Pour Laura, la pilule est difficile à avaler et surtout, elle s’interroge sur l’avenir. Si elle facture ses prestations 20 % de plus, elle risque de perdre des clients, pour rester sur un salaire de 1 100 euros, alors que son but était d’évoluer. "C’est tout simplement invivable. Comment peut-on encourager l’entrepreneuriat en nous étranglant toujours plus ?, lâche-t-elle, las. Plutôt que de nous accompagner, l’État nous met la tête sous l’eau avec des réformes absurdes qui nous empêchent d’avancer."
On bosse, on fait tourner l’économie, on ne coûte rien en chômage, et pourtant, on est traités comme des vaches à lait.
Laura, coiffeuse à domicile
Nicolas Cordier, directeur général de la Fédération nationale des auto-entrepreneurs et micro-entrepreneurs, est du même avis que Laura et il ne mâche pas ses mots : "On voudrait mettre à mort l’entrepreneuriat populaire, qu’on ne s’en prendrait pas autrement." Pour lui, deux risques sont clairement identifiés face à cette décision. D’abord, les sous déclarations, avec des entreprises qui restent à un chiffre d’affaires de 25 000 euros. Ce qui a comme impacte pour les entrepreneurs eux-mêmes, avec moins de cotisations sociales (retraite), mais aussi pour l’État. "Ils percevront moins de cotisations et d’impôts sur le revenu. Il y aura donc des recettes en moins", souligne Nicolas Cordier.
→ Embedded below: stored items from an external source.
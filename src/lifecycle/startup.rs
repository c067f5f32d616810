//! Startup orchestration.
//!
//! # Phases
//! ```text
//! NotStarted → InitializingServices → StartingMonitoring → Complete
//!                     │
//!                     └─ failure → NotStarted (a later run retries)
//! ```
//!
//! Phase 1 (settings, engine start, voice service) is fatal on error.
//! Phase 2 (readiness wait, monitoring start) is best-effort: its errors are
//! logged and never reach the caller.
//!
//! # Design Decisions
//! - Entry is guarded by a compare-and-set, so concurrent runs cannot both
//!   perform phase 1
//! - Engine start is fire-and-forget; readiness is only observed by polling
//! - Monitoring starts even when the engine never became ready

use std::sync::atomic::{AtomicU8, Ordering};
use std::sync::Arc;

use thiserror::Error;
use tokio::time::Instant;

use crate::config::{ConfigError, Settings, SettingsSource};
use crate::engine::EngineLauncher;
use crate::lifecycle::readiness::{wait_until_ready, ReadinessPolicy};
use crate::monitoring::{MonitorStart, MonitoringControl};
use crate::observability::metrics;
use crate::voice::{VoiceError, VoiceServiceProvider};

#[repr(u8)]
#[derive(Debug, Clone, Copy, PartialEq, Eq)]
pub enum StartupPhase {
    NotStarted = 0,
    InitializingServices = 1,
    StartingMonitoring = 2,
    Complete = 3,
}

impl StartupPhase {
    fn from_u8(value: u8) -> Self {
        match value {
            1 => StartupPhase::InitializingServices,
            2 => StartupPhase::StartingMonitoring,
            3 => StartupPhase::Complete,
            _ => StartupPhase::NotStarted,
        }
    }

    pub fn as_str(&self) -> &'static str {
        match self {
            StartupPhase::NotStarted => "not_started",
            StartupPhase::InitializingServices => "initializing_services",
            StartupPhase::StartingMonitoring => "starting_monitoring",
            StartupPhase::Complete => "complete",
        }
    }
}

/// Process-wide startup progress, shared with the HTTP layer.
#[derive(Debug, Default)]
pub struct StartupState {
    phase: AtomicU8,
}

impl StartupState {
    pub fn new() -> Self {
        Self::default()
    }

    pub fn phase(&self) -> StartupPhase {
        StartupPhase::from_u8(self.phase.load(Ordering::Acquire))
    }

    pub fn is_complete(&self) -> bool {
        self.phase() == StartupPhase::Complete
    }

    /// Claim the run. On failure returns the phase that blocked it.
    fn try_begin(&self) -> Result<(), StartupPhase> {
        self.phase
            .compare_exchange(
                StartupPhase::NotStarted as u8,
                StartupPhase::InitializingServices as u8,
                Ordering::AcqRel,
                Ordering::Acquire,
            )
            .map(|_| ())
            .map_err(StartupPhase::from_u8)
    }

    fn set(&self, phase: StartupPhase) {
        self.phase.store(phase as u8, Ordering::Release);
    }
}

/// Marks startup complete when dropped. Phase 2 runs under this guard so a
/// run abandoned during the readiness wait cannot leave the phase stuck.
struct CompleteOnDrop<'a>(&'a StartupState);

impl Drop for CompleteOnDrop<'_> {
    fn drop(&mut self) {
        self.0.set(StartupPhase::Complete);
    }
}

#[derive(Debug, Clone, Copy, PartialEq, Eq)]
pub enum StartupOutcome {
    /// This call ran the sequence.
    Completed,
    /// An earlier call already finished it.
    AlreadyComplete,
    /// Another call is running it right now.
    InProgress,
}

#[derive(Debug, Error)]
pub enum StartupError {
    #[error("failed to load settings: {0}")]
    Settings(#[from] ConfigError),

    #[error("failed to initialize voice service: {0}")]
    Voice(#[from] VoiceError),
}

/// Brings the backend's services up in order.
pub struct StartupSequencer {
    state: Arc<StartupState>,
    settings: Arc<dyn SettingsSource>,
    engine: Arc<dyn EngineLauncher>,
    voice: Arc<dyn VoiceServiceProvider>,
    monitoring: Option<Arc<dyn MonitoringControl>>,
}

impl StartupSequencer {
    pub fn new(
        state: Arc<StartupState>,
        settings: Arc<dyn SettingsSource>,
        engine: Arc<dyn EngineLauncher>,
        voice: Arc<dyn VoiceServiceProvider>,
        monitoring: Option<Arc<dyn MonitoringControl>>,
    ) -> Self {
        Self {
            state,
            settings,
            engine,
            voice,
            monitoring,
        }
    }

    pub fn state(&self) -> &Arc<StartupState> {
        &self.state
    }

    /// Run the startup sequence once.
    ///
    /// Repeated or concurrent calls return without side effects. A phase-1
    /// error is returned and leaves the state `NotStarted`.
    pub async fn run(&self) -> Result<StartupOutcome, StartupError> {
        if let Err(phase) = self.state.try_begin() {
            return Ok(if phase == StartupPhase::Complete {
                tracing::info!("Startup already complete; skipping");
                metrics::record_startup("already_complete");
                StartupOutcome::AlreadyComplete
            } else {
                tracing::info!(phase = phase.as_str(), "Startup already in progress; skipping");
                metrics::record_startup("in_progress");
                StartupOutcome::InProgress
            });
        }

        let started = Instant::now();
        tracing::info!("Starting application initialization");

        let settings = match self.initialize_services() {
            Ok(settings) => settings,
            Err(e) => {
                self.state.set(StartupPhase::NotStarted);
                metrics::record_startup("failed");
                tracing::error!(error = %e, "Application initialization failed");
                return Err(e);
            }
        };

        self.state.set(StartupPhase::StartingMonitoring);
        {
            let _complete = CompleteOnDrop(&self.state);
            self.start_monitoring(&settings).await;
        }

        metrics::record_startup("completed");
        tracing::info!(
            elapsed_ms = started.elapsed().as_millis() as u64,
            "Application initialization complete"
        );
        Ok(StartupOutcome::Completed)
    }

    fn initialize_services(&self) -> Result<Arc<Settings>, StartupError> {
        let settings = self.settings.load()?;
        tracing::info!(
            voicevox_host = %settings.voicevox.host,
            debug = settings.debug,
            "Settings loaded"
        );

        self.engine.start_in_background();
        tracing::info!("Voice engine start requested");

        self.voice.voice_service()?;
        tracing::info!("Voice service initialized");

        Ok(settings)
    }

    async fn start_monitoring(&self, settings: &Settings) {
        let Some(monitoring) = &self.monitoring else {
            tracing::warn!("Monitoring is not enabled; skipping");
            return;
        };

        let policy = ReadinessPolicy::from(&settings.monitoring.readiness);
        tracing::info!(
            max_wait_ms = policy.max_wait.as_millis() as u64,
            "Waiting for voice engine before starting monitoring"
        );

        let engine = self.engine.as_ref();
        let outcome = wait_until_ready(&policy, move || engine.is_ready()).await;
        metrics::record_readiness_poll(outcome.ready, outcome.attempts, outcome.elapsed);

        if outcome.ready {
            tracing::info!(
                elapsed_secs = outcome.elapsed.as_secs_f64(),
                attempts = outcome.attempts,
                "Voice engine ready"
            );
        } else {
            tracing::warn!(
                elapsed_secs = outcome.elapsed.as_secs_f64(),
                attempts = outcome.attempts,
                "Voice engine not ready in time; starting monitoring anyway"
            );
        }

        match monitoring.start_monitoring().await {
            Ok(MonitorStart::Started) => tracing::info!("Monitoring started"),
            Ok(MonitorStart::AlreadyRunning) => tracing::info!("Monitoring was already running"),
            Err(e) => {
                tracing::error!(error = %e, "Failed to start monitoring; continuing without it")
            }
        }
    }
}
"Cette mesure, c’est nous tuer"
Le second risque est la non-déclaration de la totalité de l’activité et donc du travail dissimulé. Laura l’avoue, dans son cercle proche, certains indépendants prévoient déjà de déclarer les 25 000 et de faire le reste au black. Laura craint une concurrence déloyale : "Si j’augmente mes tarifs, mais que ceux qui ne déclarent pas tout leur chiffre d’affaires gardent un tarif plus bas… Mes clients ne vont pas me suivre." Charline est photographe indépendante et partage cette crainte, en plus de créer des incertitudes concernant son avenir. "Cela va nous rajouter des contraintes administratives, alors qu’on se tourne vers ce statut simplifié pour débuter notre activité, se développer et grandir, confie-t-elle. Et si j’augmente mes tarifs, est-ce que mes clients vont fuir ou non ?"
Face à tout cela Laura s’interroge clairement sur un retour au salariat, voire une reconversion. "J’ai envie de tout quitter car je suis dégoûtée. Cette mesure, c’est nous tuer", argue-t-elle. Nicolas Cordier rejoint ces propos.
C’est une erreur manifeste de la part du gouvernement, et cela va avoir un impact direct sur l’emploi et l’économie local. Les auto-entrepreneurs sont des acteurs clés dans les territoires.
Nicolas Cordier, directeur général FNAE
Il ajoute que 80 % des créations d’entreprises se font en auto-entrepreneur. La Fédération nationale des auto-entrepreneurs et micro-entrepreneur a lancé une pétition qui a déjà recueilli plus de 100 000 signatures.